Suppose $X = \theta{Y}$ for some $\theta>0$ with $Y∼Beta(8,1)$. What is the maximum likelihood estimator for $\hat{\theta}=\hat{\theta}(x)$?
The distribution function I got is $f_\theta(x) = \frac{8x^7}{\theta^8}$ on range$[0,\frac{1}{\theta}]$, but by taking the derivative of the log likelihood function for this distribution by $\theta$ does not work.
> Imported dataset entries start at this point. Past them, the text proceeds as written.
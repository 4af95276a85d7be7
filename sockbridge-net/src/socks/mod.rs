mod client;
mod parser;
mod types;

pub use client::{REPLY_LEN, build_connect_request, parse_connect_reply, parse_dest_address};
pub use parser::{ReplyParseStatus, ReplyParser};
pub use types::{SocksAddress, SocksError, SocksReply, SocksResponse};
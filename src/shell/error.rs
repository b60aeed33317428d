use std::fmt;
use std::io;
use std::path::PathBuf;

use super::syntax::tokens::TokenKind;

/// Line and column of a character in the input, both 1-based.
#[derive(Debug, Clone, Copy, PartialEq, Eq, Default)]
pub struct Position {
    pub line: usize,
    pub column: usize,
}

impl Position {
    pub fn new(line: usize, column: usize) -> Self {
        Position { line, column }
    }
}

impl fmt::Display for Position {
    fn fmt(&self, f: &mut fmt::Formatter) -> fmt::Result {
        write!(f, "{}:{}", self.line, self.column)
    }
}

/// A malformed character sequence.
#[derive(Debug, Clone, PartialEq, Eq, thiserror::Error)]
#[error("{position}: unexpected {}, expected {expected}", describe(.found))]
pub struct TokenError {
    pub position: Position,
    pub found: Option<char>,
    pub expected: &'static str,
}

fn describe(found: &Option<char>) -> String {
    match found {
        Some('\n') => String::from("newline"),
        Some(c) => format!("'{}'", c),
        None => String::from("end of input"),
    }
}

/// A grammar violation.
#[derive(Debug, Clone, PartialEq, Eq, thiserror::Error)]
#[error("{position}: syntax error near {found}, expected {expected}")]
pub struct SyntaxError {
    pub position: Position,
    pub expected: &'static str,
    pub found: TokenKind,
}

/// Faults of the character source.
#[derive(Debug, thiserror::Error)]
pub enum SourceError {
    #[error("read past the end of input")]
    StreamClosed,
    #[error("failed to read input: {0}")]
    Io(#[from] io::Error),
}

#[derive(Debug, thiserror::Error)]
pub enum ShellError {
    #[error(transparent)]
    Token(#[from] TokenError),
    #[error(transparent)]
    Syntax(#[from] SyntaxError),
    #[error("{0}")]
    Argument(String),
    #[error("{call} failed: {errno}")]
    SystemCall {
        call: &'static str,
        errno: nix::Error,
    },
    #[error(transparent)]
    Source(#[from] SourceError),
    #[error("{0}: command not found")]
    CommandNotFound(String),
    #[error("{}: {reason}", .path.display())]
    Redirect { path: PathBuf, reason: String },
}

impl ShellError {
    pub fn argument(message: impl Into<String>) -> Self {
        ShellError::Argument(message.into())
    }

    /// Returns a mapper usable with `map_err` for a failed OS primitive.
    pub fn system(call: &'static str) -> impl Fn(nix::Error) -> ShellError {
        move |errno| ShellError::SystemCall { call, errno }
    }
}

pub type Result<T> = std::result::Result<T, ShellError>;

/// Why evaluation of a statement stopped before producing a value.
#[derive(Debug)]
pub enum Unwind {
    /// Stop evaluating and leave the process with this exit code.
    Terminate(i32),
    Failed(ShellError),
}

impl From<ShellError> for Unwind {
    fn from(error: ShellError) -> Self {
        Unwind::Failed(error)
    }
}

pub type Eval<T> = std::result::Result<T, Unwind>;

#[cfg(test)]
mod tests {
    use super::*;

    #[test]
    fn token_error_renders_position_and_characters() {
        let error = TokenError {
            position: Position::new(2, 7),
            found: Some('\n'),
            expected: "'\"'",
        };
        assert_eq!(error.to_string(), "2:7: unexpected newline, expected '\"'");
    }

    #[test]
    fn syntax_error_names_the_token_kind() {
        let error = SyntaxError {
            position: Position::new(1, 1),
            expected: "a command",
            found: TokenKind::RParen,
        };
        assert_eq!(
            error.to_string(),
            "1:1: syntax error near ')', expected a command"
        );
    }

    #[test]
    fn shell_errors_convert_into_failed_unwinds() {
        let unwind: Unwind = ShellError::CommandNotFound(String::from("nope")).into();
        match unwind {
            Unwind::Failed(error) => assert_eq!(error.to_string(), "nope: command not found"),
            Unwind::Terminate(_) => panic!("expected a failure"),
        }
    }
}
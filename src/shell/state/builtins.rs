use std::collections::BTreeMap;
use std::env;
use std::ffi::CString;
use std::io::Write;
use std::path::PathBuf;

use nix::unistd::execvp;

use super::path;
use super::ShellState;
use crate::shell::error::{Eval, ShellError, Unwind};
use crate::shell::interpreter::{FAILURE, SUCCESS};
use crate::shell::process::signals;

/// A command run inside the shell process. Receives the expanded arguments
/// without the command name.
pub type Builtin = fn(&ShellState, &[String], &mut dyn Write) -> Eval<i64>;

const USAGE: &str = "\
usage: statements are read from standard input, one per line

  a ; b       run a, then b
  a && b      run b only if a succeeded
  a || b      run b only if a failed
  ! a         invert the result of a
  a | b       connect the output of a to the input of b
  ( a ; b )   group statements
  a > f       write output of a to f (2> for errors, >> to append)
  a &> f      write output and errors of a to f (&>> to append)
  a 2>&1      send errors of a to its output
  a < f       read input of a from f
  # text      comment until the end of the line

builtins:
  cd [dir]        change the working directory (default: home)
  exit            leave the shell
  help            show this text
  type name...    tell how each name would be run
  exec cmd args   replace the shell with cmd
";

fn output(name: &str) -> impl Fn(std::io::Error) -> Unwind + '_ {
    move |error| ShellError::argument(format!("{}: {}", name, error)).into()
}

fn no_arguments(name: &str, arguments: &[String]) -> Eval<()> {
    if arguments.is_empty() {
        Ok(())
    } else {
        Err(ShellError::argument(format!("{}: too many arguments", name)).into())
    }
}

fn some_arguments(name: &str, arguments: &[String]) -> Eval<()> {
    if arguments.is_empty() {
        Err(ShellError::argument(format!("{}: missing argument", name)).into())
    } else {
        Ok(())
    }
}

fn cd(state: &ShellState, arguments: &[String], _: &mut dyn Write) -> Eval<i64> {
    if arguments.len() > 1 {
        return Err(ShellError::argument("cd: too many arguments").into());
    }
    let target = match arguments.first() {
        Some(directory) => PathBuf::from(directory),
        None => state
            .home()
            .map(|home| home.to_path_buf())
            .ok_or_else(|| ShellError::argument("cd: no home directory"))?,
    };
    env::set_current_dir(&target).map_err(|error| {
        ShellError::argument(format!("cd: {}: {}", target.display(), error))
    })?;
    Ok(SUCCESS)
}

fn exit(_: &ShellState, arguments: &[String], _: &mut dyn Write) -> Eval<i64> {
    no_arguments("exit", arguments)?;
    Err(Unwind::Terminate(0))
}

fn help(_: &ShellState, arguments: &[String], out: &mut dyn Write) -> Eval<i64> {
    no_arguments("help", arguments)?;
    out.write_all(USAGE.as_bytes()).map_err(output("help"))?;
    Ok(SUCCESS)
}

fn type_of(state: &ShellState, arguments: &[String], out: &mut dyn Write) -> Eval<i64> {
    some_arguments("type", arguments)?;
    let mut result = SUCCESS;
    for name in arguments {
        let written = if state.builtins().contains(name) {
            writeln!(out, "{} is a shell builtin", name)
        } else if let Some(location) = path::resolve(name) {
            writeln!(out, "{} is {}", name, location.display())
        } else {
            result = FAILURE;
            writeln!(out, "{}: not found", name)
        };
        written.map_err(output("type"))?;
    }
    Ok(result)
}

fn exec(state: &ShellState, arguments: &[String], _: &mut dyn Write) -> Eval<i64> {
    some_arguments("exec", arguments)?;
    let argv = arguments
        .iter()
        .map(|argument| CString::new(argument.as_bytes()))
        .collect::<Result<Vec<_>, _>>()
        .map_err(|_| ShellError::argument("exec: argument contains a NUL byte"))?;
    let _ = std::io::stdout().flush();
    signals::reset()?;
    let _ = execvp(&argv[0], &argv);
    signals::restore(state.is_interactive())?;
    Err(ShellError::CommandNotFound(arguments[0].clone()).into())
}

/// Name to implementation table of the builtins.
pub struct Builtins {
    table: BTreeMap<&'static str, Builtin>,
}

impl Builtins {
    pub fn new() -> Self {
        let mut table: BTreeMap<&'static str, Builtin> = BTreeMap::new();
        table.insert("cd", cd);
        table.insert("exit", exit);
        table.insert("help", help);
        table.insert("type", type_of);
        table.insert("exec", exec);
        Builtins { table }
    }

    pub fn get(&self, name: &str) -> Option<Builtin> {
        self.table.get(name).cloned()
    }

    pub fn contains(&self, name: &str) -> bool {
        self.table.contains_key(name)
    }
}
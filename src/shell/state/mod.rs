use std::env;
use std::path::{Path, PathBuf};

use users::os::unix::UserExt;

pub mod builtins;
pub mod path;

pub use self::builtins::{Builtin, Builtins};

/// Everything the interpreter consults besides the syntax tree itself.
pub struct ShellState {
    builtins: Builtins,
    home: Option<PathBuf>,
    interactive: bool,
}

impl ShellState {
    pub fn new(interactive: bool) -> Self {
        ShellState {
            builtins: Builtins::new(),
            home: home_directory(),
            interactive,
        }
    }

    pub fn builtins(&self) -> &Builtins {
        &self.builtins
    }

    /// Home directory of the current user, used by `~` and a bare `cd`.
    pub fn home(&self) -> Option<&Path> {
        self.home.as_deref()
    }

    pub fn is_interactive(&self) -> bool {
        self.interactive
    }
}

fn home_directory() -> Option<PathBuf> {
    users::get_user_by_uid(users::get_current_uid())
        .map(|user| user.home_dir().to_path_buf())
        .or_else(|| env::var_os("HOME").map(PathBuf::from))
}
In problems like these you can still use ordinary calculus methods; you have a monotonic likelihood function with the MLE occurring at a boundary point. This gives rise to a biased estimator of the parameter value, which can then be adjusted to obtain a non-biased estimator. In your particular problem (with a single observation $x$) you have the log-likelihood function:
$$\ell_x (\theta) = -8 \ln \theta <0 \quad \quad \text{for all }\theta \geqslant x.$$
Since the log-likelihood is a decreasing function, the MLE occurs at the boundary point $\hat{\theta} = x$. It can easily be shown that this is a biased estimator with mean $\mathbb{E}(\hat{\theta}) = \tfrac{8}{9} \cdot \theta$, and so you can obtain an unbiased adjusted-MLE using the estimator $\tilde{\theta} = \tfrac{9}{8} \cdot x$.